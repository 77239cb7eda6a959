//! End-to-end loop scenarios over scripted drivers.

use std::sync::Arc;

use agentry_core::driver::{Driver, DriverInterrupt, ToolOutcome, ToolRunner};
use agentry_core::interceptor::{Interceptor, InterceptorError, ToolCallContext};
use agentry_core::message::Message;
use agentry_core::state::{AgentState, AgentStatus};
use agentry_core::step::{AgentStep, StepError};
use agentry_core::stop::{StopReason, StopSignal};
use agentry_core::tool::ToolRegistry;
use agentry_core::usage::Usage;
use agentry_core::{Decision, ExecutionEvent};
use agentry_runtime::config::LoopLimits;
use agentry_runtime::drivers::{ScriptedDriver, ScriptedStep};
use agentry_runtime::error_policy::ErrorPolicy;
use agentry_runtime::loop_runner::AgentLoop;
use agentry_runtime::test_helpers::{drain_events, make_tool_call, EchoTool, FailingTool};
use agentry_runtime::FnCriterion;
use async_trait::async_trait;

fn init_tracing() {
    use tracing_subscriber::EnvFilter;
    let _ = tracing_subscriber::fmt()
        .with_env_filter(EnvFilter::from_default_env())
        .with_test_writer()
        .try_init();
}

fn registry() -> Arc<ToolRegistry> {
    let mut registry = ToolRegistry::new();
    registry.register(Arc::new(EchoTool));
    registry.register(Arc::new(FailingTool::new("flaky", "connection refused")));
    Arc::new(registry)
}

fn failing_step(index: usize) -> ScriptedStep {
    ScriptedStep::text("trying")
        .with_tool_calls(vec![make_tool_call(
            &format!("call_{index}"),
            "flaky",
            serde_json::json!({}),
        )])
        .with_usage(Usage::new(10, 5))
}

#[tokio::test]
async fn default_policy_fails_on_first_tool_error() {
    init_tracing();
    let driver = ScriptedDriver::steps(vec![failing_step(0)]);
    let agent = AgentLoop::new(Arc::new(driver), registry());
    let state = agent.run(vec![Message::user("go")]).await;

    assert_eq!(state.status, AgentStatus::Failed);
    assert_eq!(state.step_count(), 1);
    assert_eq!(state.stop_reason, Some(StopReason::ErrorForbade));
    assert!(state.error.as_deref().unwrap().contains("connection refused"));
    // tokens spent by the failed step still count
    assert_eq!(state.usage.total_tokens, 15);
}

#[tokio::test]
async fn retry_policy_tolerates_bounded_consecutive_failures() {
    let driver = ScriptedDriver::steps(vec![
        failing_step(0),
        failing_step(1),
        ScriptedStep::text("recovered").with_usage(Usage::new(10, 5)),
    ]);
    let agent = AgentLoop::new(Arc::new(driver), registry())
        .with_error_policy(ErrorPolicy::retry_tool_errors(3));
    let state = agent.run(vec![Message::user("go")]).await;

    assert_eq!(state.status, AgentStatus::Completed);
    assert_eq!(state.step_count(), 3);
    assert_eq!(state.usage.total_tokens, 45);
}

#[tokio::test]
async fn retry_policy_gives_up_past_the_consecutive_budget() {
    let driver = ScriptedDriver::steps(vec![
        failing_step(0),
        failing_step(1),
        failing_step(2),
        failing_step(3),
    ]);
    let agent = AgentLoop::new(Arc::new(driver), registry())
        .with_error_policy(ErrorPolicy::retry_tool_errors(3));
    let state = agent.run(vec![Message::user("go")]).await;

    assert_eq!(state.status, AgentStatus::Failed);
    assert_eq!(state.step_count(), 4);
    assert_eq!(state.stop_reason, Some(StopReason::ErrorForbade));
    assert!(state.is_consistent());
}

#[tokio::test]
async fn steps_limit_stops_after_exactly_the_configured_count() {
    let driver = ScriptedDriver::steps(vec![
        ScriptedStep::text("one"),
        ScriptedStep::text("two"),
        ScriptedStep::text("three"),
    ]);
    let agent = AgentLoop::new(Arc::new(driver), registry())
        .with_limits(LoopLimits {
            max_steps: 3,
            ..LoopLimits::default()
        })
        .with_criterion(Arc::new(FnCriterion::new("keep_going", |_| {
            Decision::RequestContinuation
        })));
    let mut events = agent.subscribe();
    let state = agent.run(vec![Message::user("go")]).await;

    assert_eq!(state.status, AgentStatus::Stopped);
    assert_eq!(state.step_count(), 3);
    assert_eq!(state.stop_reason, Some(StopReason::StepsLimitReached));

    let stopped: Vec<_> = drain_events(&mut events)
        .into_iter()
        .filter(|e| matches!(e, ExecutionEvent::ExecutionStopped { .. }))
        .collect();
    assert_eq!(stopped.len(), 1);
    match &stopped[0] {
        ExecutionEvent::ExecutionStopped { reason, source, .. } => {
            assert_eq!(*reason, StopReason::StepsLimitReached);
            assert_eq!(source, "continuation_criteria");
        }
        _ => unreachable!(),
    }
}

#[tokio::test]
async fn token_budget_stops_once_accumulated_usage_crosses_it() {
    let driver = ScriptedDriver::steps(vec![
        ScriptedStep::text("one").with_usage(Usage::new(40, 10)),
        ScriptedStep::text("two").with_usage(Usage::new(40, 10)),
        ScriptedStep::text("three").with_usage(Usage::new(40, 10)),
    ]);
    let agent = AgentLoop::new(Arc::new(driver), registry())
        .with_limits(LoopLimits {
            max_tokens: 100,
            ..LoopLimits::default()
        })
        .with_criterion(Arc::new(FnCriterion::new("keep_going", |_| {
            Decision::RequestContinuation
        })));
    let state = agent.run(vec![Message::user("go")]).await;

    assert_eq!(state.status, AgentStatus::Stopped);
    assert_eq!(state.step_count(), 2);
    assert_eq!(state.stop_reason, Some(StopReason::TokenBudgetExceeded));
    assert_eq!(state.usage.total_tokens, 100);
}

#[tokio::test]
async fn explicit_stop_completes_with_signal_details() {
    let driver = ScriptedDriver::new(vec![Err(DriverInterrupt::Stop(StopSignal::completed(
        "stop now", "X",
    )))]);
    let agent = AgentLoop::new(Arc::new(driver), registry());
    let mut events = agent.subscribe();
    let state = agent.run(vec![Message::user("go")]).await;

    assert_eq!(state.status, AgentStatus::Completed);
    assert_eq!(state.step_count(), 1);
    assert_eq!(state.stop_reason, Some(StopReason::Completed));
    let signal = state.stop_signal.as_ref().unwrap();
    assert_eq!(signal.source, "X");
    assert_eq!(signal.message, "stop now");
    assert_eq!(
        state.last_step().unwrap().stop_signal.as_ref().unwrap().source,
        "X"
    );

    let completed: Vec<_> = drain_events(&mut events)
        .into_iter()
        .filter(|e| matches!(e, ExecutionEvent::ExecutionCompleted { .. }))
        .collect();
    assert_eq!(completed.len(), 1);
    match &completed[0] {
        ExecutionEvent::ExecutionCompleted { stop_signal, .. } => {
            let signal = stop_signal.as_ref().unwrap();
            assert_eq!(signal.source, "X");
            assert_eq!(signal.message, "stop now");
        }
        _ => unreachable!(),
    }
}

#[tokio::test]
async fn non_success_stop_signal_interrupts_the_run() {
    let driver = ScriptedDriver::new(vec![Err(DriverInterrupt::Stop(StopSignal::requested(
        "operator interrupt",
        "watchdog",
    )))]);
    let agent = AgentLoop::new(Arc::new(driver), registry());
    let state = agent.run(vec![Message::user("go")]).await;

    assert_eq!(state.status, AgentStatus::Stopped);
    assert_eq!(state.stop_reason, Some(StopReason::StopRequested));
    assert!(state.is_consistent());
}

struct ShellBlocker;

#[async_trait]
impl Interceptor for ShellBlocker {
    fn name(&self) -> &str {
        "shell_blocker"
    }

    async fn before_tool_call(
        &self,
        ctx: ToolCallContext,
    ) -> Result<ToolCallContext, InterceptorError> {
        if ctx.call.name == "flaky" {
            return Err(InterceptorError::Blocked {
                hook: "shell_blocker".into(),
                reason: "tool is on the deny list".into(),
            });
        }
        Ok(ctx)
    }
}

#[tokio::test]
async fn blocked_tool_call_fails_the_run_without_an_execution() {
    let driver = ScriptedDriver::steps(vec![failing_step(0)]);
    let agent = AgentLoop::new(Arc::new(driver), registry())
        .with_interceptor(Arc::new(ShellBlocker));
    let mut events = agent.subscribe();
    let state = agent.run(vec![Message::user("go")]).await;

    assert_eq!(state.status, AgentStatus::Failed);
    assert_eq!(state.step_count(), 1);
    let step = state.last_step().unwrap();
    assert!(step.tool_executions.is_empty());
    assert!(state.error.as_deref().unwrap().contains("shell_blocker"));

    let all = drain_events(&mut events);
    let blocked = all
        .iter()
        .filter(|e| matches!(e, ExecutionEvent::ToolCallBlocked { .. }))
        .count();
    let started = all
        .iter()
        .filter(|e| matches!(e, ExecutionEvent::ToolCallStarted { .. }))
        .count();
    assert_eq!(blocked, 1);
    assert_eq!(started, 0);
}

/// Resolves its own tool call through the executor handle instead of
/// leaving it for the loop.
struct SelfResolvingDriver;

#[async_trait]
impl Driver for SelfResolvingDriver {
    fn name(&self) -> &str {
        "self_resolving"
    }

    async fn run(
        &self,
        state: &AgentState,
        _tools: &ToolRegistry,
        executor: &dyn ToolRunner,
    ) -> Result<AgentStep, DriverInterrupt> {
        let call = make_tool_call("call_1", "echo", serde_json::json!({"text": "direct"}));
        let mut step = AgentStep::new(state.messages.clone());
        match executor.run_call(state.step_count(), &call).await {
            ToolOutcome::Executed(execution) => {
                step.tool_calls.push(call);
                step.tool_executions.push(execution);
            }
            ToolOutcome::Blocked { hook, reason } => {
                // already answered; nothing left for the loop to route
                step.errors.push(StepError::Hook { hook, reason });
            }
        }
        step.output_messages.push(Message::assistant("resolved inline"));
        Ok(step)
    }
}

#[tokio::test]
async fn driver_resolved_calls_flow_through_the_executor() {
    let agent = AgentLoop::new(Arc::new(SelfResolvingDriver), registry());
    let mut events = agent.subscribe();
    let state = agent.run(vec![Message::user("go")]).await;

    assert_eq!(state.status, AgentStatus::Completed);
    let step = state.last_step().unwrap();
    assert_eq!(step.tool_executions.len(), 1);
    assert!(step.tool_executions[0].succeeded());
    assert!(!step.has_unresolved_tool_calls());

    // the call still passed the interceptor gate and emitted the tool
    // lifecycle events, exactly once
    let all = drain_events(&mut events);
    let started = all
        .iter()
        .filter(|e| matches!(e, ExecutionEvent::ToolCallStarted { .. }))
        .count();
    let completed = all
        .iter()
        .filter(|e| matches!(e, ExecutionEvent::ToolCallCompleted { .. }))
        .count();
    assert_eq!(started, 1);
    assert_eq!(completed, 1);
}

#[tokio::test]
async fn driver_resolved_calls_respect_the_interceptor_gate() {
    struct EchoBlocker;

    #[async_trait]
    impl Interceptor for EchoBlocker {
        fn name(&self) -> &str {
            "echo_blocker"
        }

        async fn before_tool_call(
            &self,
            _ctx: ToolCallContext,
        ) -> Result<ToolCallContext, InterceptorError> {
            Err(InterceptorError::Blocked {
                hook: "echo_blocker".into(),
                reason: "no direct echo".into(),
            })
        }
    }

    let agent = AgentLoop::new(Arc::new(SelfResolvingDriver), registry())
        .with_interceptor(Arc::new(EchoBlocker));
    let mut events = agent.subscribe();
    let state = agent.run(vec![Message::user("go")]).await;

    assert_eq!(state.status, AgentStatus::Failed);
    let step = state.last_step().unwrap();
    assert!(step.tool_executions.is_empty());

    let all = drain_events(&mut events);
    let blocked = all
        .iter()
        .filter(|e| matches!(e, ExecutionEvent::ToolCallBlocked { .. }))
        .count();
    assert_eq!(blocked, 1);
}

#[tokio::test]
async fn event_stream_follows_lifecycle_order() {
    let driver = ScriptedDriver::steps(vec![ScriptedStep::text("checking").with_tool_calls(
        vec![make_tool_call("call_1", "echo", serde_json::json!({"text": "hi"}))],
    )]);
    let agent = AgentLoop::new(Arc::new(driver), registry());
    let mut events = agent.subscribe();
    let state = agent.run(vec![Message::user("go")]).await;
    assert_eq!(state.status, AgentStatus::Completed);

    let kinds: Vec<&'static str> = drain_events(&mut events)
        .iter()
        .map(|e| match e {
            ExecutionEvent::StepStarted { .. } => "step_started",
            ExecutionEvent::ToolCallStarted { .. } => "tool_started",
            ExecutionEvent::ToolCallCompleted { .. } => "tool_completed",
            ExecutionEvent::ToolCallBlocked { .. } => "tool_blocked",
            ExecutionEvent::StepCompleted { .. } => "step_completed",
            ExecutionEvent::ContinuationEvaluated { .. } => "continuation",
            ExecutionEvent::ExecutionCompleted { .. } => "completed",
            ExecutionEvent::ExecutionFailed { .. } => "failed",
            ExecutionEvent::ExecutionStopped { .. } => "stopped",
        })
        .collect();
    assert_eq!(
        kinds,
        vec![
            "step_started",
            "tool_started",
            "tool_completed",
            "step_completed",
            "continuation",
            "completed",
        ]
    );
}

#[tokio::test]
async fn identical_scripts_produce_identical_outcomes() {
    let script = || {
        ScriptedDriver::steps(vec![
            ScriptedStep::text("one").with_usage(Usage::new(10, 5)),
            failing_step(1),
            ScriptedStep::text("done").with_usage(Usage::new(10, 5)),
        ])
    };
    let build = || {
        AgentLoop::new(Arc::new(script()), registry())
            .with_error_policy(ErrorPolicy::retry_tool_errors(2))
            .with_criterion(Arc::new(FnCriterion::new("two_steps_min", |state| {
                if state.step_count() < 2 {
                    Decision::RequestContinuation
                } else {
                    Decision::AllowStop
                }
            })))
    };

    let first = build().run(vec![Message::user("go")]).await;
    let second = build().run(vec![Message::user("go")]).await;

    assert_eq!(first.status, second.status);
    assert_eq!(first.step_count(), second.step_count());
    assert_eq!(first.stop_reason, second.stop_reason);
    assert_eq!(first.usage, second.usage);
    assert_eq!(
        first.continuation_history.len(),
        second.continuation_history.len()
    );
}
impl AgentLoop {
    pub fn new(driver: Arc<dyn Driver>, tools: Arc<ToolRegistry>) -> Self {
        let event_bus = Arc::new(EventBus::default());
        let interceptors = InterceptorChain::new();
        Self {
            executor: ToolExecutor::new(tools, interceptors.clone(), Arc::clone(&event_bus)),
            driver,
            interceptors,
            criteria: ContinuationCriteria::default(),
            event_bus,
        }
    }

    /// Replace the event bus (e.g. to share one across loops).
    pub fn with_event_bus(mut self, event_bus: Arc<EventBus>) -> Self {
        self.event_bus = Arc::clone(&event_bus);
        self.executor = ToolExecutor::new(
            self.executor.registry_handle(),
            self.interceptors.clone(),
            event_bus,
        );
        self
    }

    pub fn with_limits(mut self, limits: LoopLimits) -> Self {
        self.criteria.set_limits(&limits);
        self
    }

    pub fn with_error_policy(mut self, policy: ErrorPolicy) -> Self {
        self.criteria.set_error_policy(policy);
        self
    }

    /// Append a user continuation criterion. Runs after the built-in
    /// limits, in registration order.
    pub fn with_criterion(mut self, criterion: Arc<dyn ContinuationCriterion>) -> Self {
        self.criteria.push(criterion);
        self
    }

    /// Append an interceptor. Order of registration is order of
    /// execution at every trigger point.
    pub fn with_interceptor(mut self, interceptor: Arc<dyn Interceptor>) -> Self {
        self.interceptors.push(interceptor);
        self.executor.set_interceptors(self.interceptors.clone());
        self
    }

    pub fn event_bus(&self) -> Arc<EventBus> {
        Arc::clone(&self.event_bus)
    }

    pub fn subscribe(&self) -> tokio::sync::broadcast::Receiver<Arc<ExecutionEvent>> {
        self.event_bus.subscribe()
    }

    /// Run to a terminal status, starting from the given seed messages.
    pub async fn run(&self, messages: Vec<Message>) -> AgentState {
        let mut state = AgentState::new(messages);
        info!(driver = self.driver.name(), "Agent run starting");
        while self.has_next_step(&state) {
            state = self.next_step(state).await;
        }
        info!(
            status = %state.status,
            steps = state.step_count(),
            tokens = state.usage.total_tokens,
            "Agent run finished"
        );
        state
    }

    /// Whether the loop may run another step from this state.
    ///
    /// Panics if the state's step and continuation histories have
    /// diverged; that is a caller bug, not a runtime condition.
    pub fn has_next_step(&self, state: &AgentState) -> bool {
        assert!(
            state.is_consistent(),
            "agent state corrupted: {} steps recorded but {} continuation outcomes",
            state.step_history.len(),
            state.continuation_history.len()
        );
        if state.status.is_terminal() {
            return false;
        }
        state
            .last_continuation()
            .map(|outcome| outcome.should_continue)
            .unwrap_or(true)
    }

    /// Execute exactly one loop iteration and return the new state.
    pub async fn next_step(&self, state: AgentState) -> AgentState {
        let step_index = state.step_count();

        // BeforeStep hooks run before any step exists; an abort here
        // fails the run without recording a step.
        let ctx = BeforeStepContext {
            messages: state.messages.clone(),
            step_index,
        };
        let ctx = match self.interceptors.run_before_step(ctx).await {
            Ok(ctx) => ctx,
            Err(err) => {
                warn!(hook = err.hook(), step = step_index, "Hook aborted before step");
                let state = state
                    .with_error(err.to_string())
                    .with_stop_reason(StopReason::ErrorForbade)
                    .with_status(AgentStatus::Failed);
                self.emit_terminal(&state);
                return state;
            }
        };

        let state = state.with_messages(ctx.messages).mark_step_started();
        self.event_bus.publish(ExecutionEvent::StepStarted {
            step_index,
            timestamp: Utc::now(),
        });
        debug!(step = step_index, driver = self.driver.name(), "Step started");

        match self
            .driver
            .run(&state, self.executor.registry(), &self.executor)
            .await
        {
            Ok(step) => self.process_step(state, step, step_index).await,
            Err(DriverInterrupt::Stop(signal)) => self.process_stop(state, signal, step_index),
            Err(DriverInterrupt::Fault(err)) => self.process_fault(state, err, step_index),
        }
    }

    /// Normal path: run unresolved tool calls, fold in hook verdicts,
    /// evaluate continuation, finalize if the run is over.
    async fn process_step(
        &self,
        state: AgentState,
        mut step: AgentStep,
        step_index: usize,
    ) -> AgentState {
        // Park the step while its tool calls resolve; with_step clears
        // the parked copy when the final version lands in history.
        let state = state.with_current_step(step.clone());

        let mut blocked: Option<(String, String)> = None;
        let unresolved: Vec<_> = step
            .unresolved_tool_calls()
            .into_iter()
            .cloned()
            .collect();
        let mut result_messages = Vec::new();
        for call in unresolved {
            match self.executor.execute(step_index, &call).await {
                ToolOutcome::Executed(execution) => {
                    if !execution.succeeded() {
                        step.errors.push(StepError::Tool {
                            tool: execution.call.name.clone(),
                            message: execution.error_message().to_string(),
                        });
                    }
                    result_messages.push(Message::tool_result(
                        execution.call.id.clone(),
                        execution.output(),
                    ));
                    step.tool_executions.push(execution);
                }
                ToolOutcome::Blocked { hook, reason } => {
                    step.errors.push(StepError::Hook {
                        hook: hook.clone(),
                        reason: reason.clone(),
                    });
                    blocked = Some((hook, reason));
                    break;
                }
            }
        }

        let mut state = state;
        for message in &step.output_messages {
            state = state.with_message(message.clone());
        }
        for message in result_messages {
            state = state.with_message(message);
        }

        let completed = step.clone();
        let state = state.with_step(step);
        self.emit_step_completed(&state, step_index);

        // A blocked call is a policy decision, always fatal; the
        // criteria are not consulted.
        if let Some((hook, reason)) = blocked {
            let outcome = ContinuationOutcome::halt(
                StopReason::ErrorForbade,
                vec![CriterionEvaluation::new(
                    "tool_call_blocked",
                    Decision::ForbidContinuation(StopReason::ErrorForbade),
                )
                .with_reason(format!("{hook}: {reason}"))],
            );
            self.emit_continuation(&outcome);
            let state = state
                .with_continuation(outcome)
                .with_stop_reason(StopReason::ErrorForbade)
                .with_error(format!("tool call blocked by hook '{hook}': {reason}"))
                .with_status(AgentStatus::Failed);
            self.emit_terminal(&state);
            return state;
        }

        // AfterStep hooks see the completed step; an abort fails the
        // run, but the step itself stays in history.
        let after = AfterStepContext {
            step: completed,
            step_index,
        };
        if let Err(err) = self.interceptors.run_after_step(after).await {
            warn!(hook = err.hook(), step = step_index, "Hook aborted after step");
            let outcome = ContinuationOutcome::halt(
                StopReason::ErrorForbade,
                vec![CriterionEvaluation::new(
                    "after_step_hook",
                    Decision::ForbidContinuation(StopReason::ErrorForbade),
                )
                .with_reason(err.to_string())],
            );
            self.emit_continuation(&outcome);
            let state = state
                .with_continuation(outcome)
                .with_stop_reason(StopReason::ErrorForbade)
                .with_error(err.to_string())
                .with_status(AgentStatus::Failed);
            self.emit_terminal(&state);
            return state;
        }

        let outcome = self.criteria.evaluate(&state);
        self.emit_continuation(&outcome);
        let should_continue = outcome.should_continue;
        let stop_reason = outcome.stop_reason.clone();
        let state = state.with_continuation(outcome);

        if should_continue {
            debug!(step = step_index, "Continuation requested");
            return state;
        }

        match stop_reason {
            Some(StopReason::ErrorForbade) => {
                let detail = state
                    .last_step()
                    .and_then(|step| step.errors.first())
                    .map(|err| err.message().to_string())
                    .unwrap_or_else(|| "continuation forbidden on error".to_string());
                let state = state
                    .with_stop_reason(StopReason::ErrorForbade)
                    .with_error(detail)
                    .with_status(AgentStatus::Failed);
                self.emit_terminal(&state);
                state
            }
            Some(StopReason::Completed) | None => {
                let state = state
                    .with_stop_reason(StopReason::Completed)
                    .with_status(AgentStatus::Completed);
                self.emit_terminal(&state);
                state
            }
            Some(reason) => {
                let state = state
                    .with_stop_reason(reason)
                    .with_status(AgentStatus::Stopped);
                self.emit_terminal(&state);
                state
            }
        }
    }

    /// Explicit stop path: synthesize a step carrying the signal, skip
    /// the criteria, and finish as the signal's reason dictates.
    fn process_stop(
        &self,
        state: AgentState,
        signal: StopSignal,
        step_index: usize,
    ) -> AgentState {
        info!(
            source = %signal.source,
            reason = %signal.reason,
            "Explicit stop requested"
        );
        let mut step = AgentStep::new(state.messages.clone());
        step.stop_signal = Some(signal.clone());
        let state = state.with_step(step);
        self.emit_step_completed(&state, step_index);

        let outcome = ContinuationOutcome::from_signal(&signal);
        self.emit_continuation(&outcome);
        let status = if signal.reason.is_success() {
            AgentStatus::Completed
        } else {
            AgentStatus::Stopped
        };
        let state = state
            .with_continuation(outcome)
            .with_stop_signal(signal)
            .with_status(status);
        self.emit_terminal(&state);
        state
    }

    /// Driver fault path: record a synthetic failed step so the fault
    /// is visible in history, then fail the run unconditionally. The
    /// criteria still run so the trace shows what they would have said.
    fn process_fault(
        &self,
        state: AgentState,
        err: DriverError,
        step_index: usize,
    ) -> AgentState {
        warn!(error = %err, step = step_index, "Driver fault");
        let mut step = AgentStep::new(state.messages.clone());
        step.errors.push(StepError::Model {
            message: err.to_string(),
        });
        let state = state.with_step(step);
        self.emit_step_completed(&state, step_index);

        let outcome = self.criteria.evaluate(&state);
        self.emit_continuation(&outcome);
        let state = state
            .with_continuation(outcome)
            .with_stop_reason(StopReason::ErrorForbade)
            .with_error(err.to_string())
            .with_status(AgentStatus::Failed);
        self.emit_terminal(&state);
        state
    }

    fn emit_step_completed(&self, state: &AgentState, step_index: usize) {
        let (tool_calls, errors) = state
            .last_step()
            .map(|step| (step.tool_calls.len(), step.errors.len()))
            .unwrap_or((0, 0));
        self.event_bus.publish(ExecutionEvent::StepCompleted {
            step_index,
            tool_calls,
            errors,
            timestamp: Utc::now(),
        });
    }

    fn emit_continuation(&self, outcome: &ContinuationOutcome) {
        self.event_bus
            .publish(ExecutionEvent::ContinuationEvaluated {
                should_continue: outcome.should_continue,
                stop_reason: outcome.stop_reason.clone(),
                evaluations: outcome.evaluations.clone(),
                timestamp: Utc::now(),
            });
    }

    /// Publish the single terminal event matching the state's status.
    fn emit_terminal(&self, state: &AgentState) {
        match state.status {
            AgentStatus::Completed => {
                self.event_bus.publish(ExecutionEvent::ExecutionCompleted {
                    steps: state.step_count(),
                    usage: state.usage,
                    stop_signal: state.stop_signal.clone(),
                    timestamp: Utc::now(),
                });
            }
            AgentStatus::Failed => {
                self.event_bus.publish(ExecutionEvent::ExecutionFailed {
                    steps: state.step_count(),
                    error: state
                        .error
                        .clone()
                        .unwrap_or_else(|| "run failed".to_string()),
                    timestamp: Utc::now(),
                });
            }
            AgentStatus::Stopped => {
                let (message, source) = state
                    .stop_signal
                    .as_ref()
                    .map(|signal| (signal.message.clone(), signal.source.clone()))
                    .unwrap_or_else(|| (String::new(), "continuation_criteria".to_string()));
                self.event_bus.publish(ExecutionEvent::ExecutionStopped {
                    steps: state.step_count(),
                    reason: state
                        .stop_reason
                        .clone()
                        .unwrap_or(StopReason::StopRequested),
                    message,
                    source,
                    timestamp: Utc::now(),
                });
            }
            AgentStatus::InProgress => {}
        }
    }
}
//! Tool-call and tool-definition types.

use serde::{Deserialize, Serialize};

/// A tool call as requested by the model, with arguments still in raw
/// JSON text form.
///
/// Created when a stream first signals a new tool-call index; the name and
/// argument text may arrive fragmented across many deltas and are filled in
/// by the stream assembler. Immutable once the stream ends.
#[derive(Debug, Clone, Serialize, Deserialize, PartialEq, Eq)]
pub struct ToolCallRequest {
    pub id: String,
    pub name: String,
    /// JSON-encoded argument text, accumulated incrementally.
    pub arguments: String,
}

/// A tool call after argument parsing and execution.
///
/// One-way transformation from [`ToolCallRequest`]; never mutated after
/// construction. A failed execution carries `{"error": "..."}` as its
/// result.
#[derive(Debug, Clone, Serialize, Deserialize, PartialEq)]
pub struct ResolvedToolCall {
    pub id: String,
    pub name: String,
    pub arguments: serde_json::Value,
    pub result: serde_json::Value,
}

impl ResolvedToolCall {
    pub fn is_error(&self) -> bool {
        self.result.get("error").is_some()
    }
}

/// Schema for a tool advertised by a tool provider.
///
/// Names must be unique across all connected providers; the registry routes
/// by name alone.
#[derive(Debug, Clone, Serialize, Deserialize, PartialEq)]
pub struct ToolDefinition {
    pub name: String,
    pub description: String,
    pub parameters: serde_json::Value,
}

impl ToolDefinition {
    /// Render in the completion API's tool-declaration shape.
    pub fn to_declaration(&self) -> serde_json::Value {
        serde_json::json!({
            "type": "function",
            "function": {
                "name": self.name,
                "description": self.description,
                "parameters": self.parameters,
            }
        })
    }
}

§ **Exercise objective**
When the entries above show the word "aborted" in a line, copy that line out.

§ **Your response**
                warn!(hook = err.hook(), step = step_index, "Hook aborted before step");
            warn!(hook = err.hook(), step = step_index, "Hook aborted after step");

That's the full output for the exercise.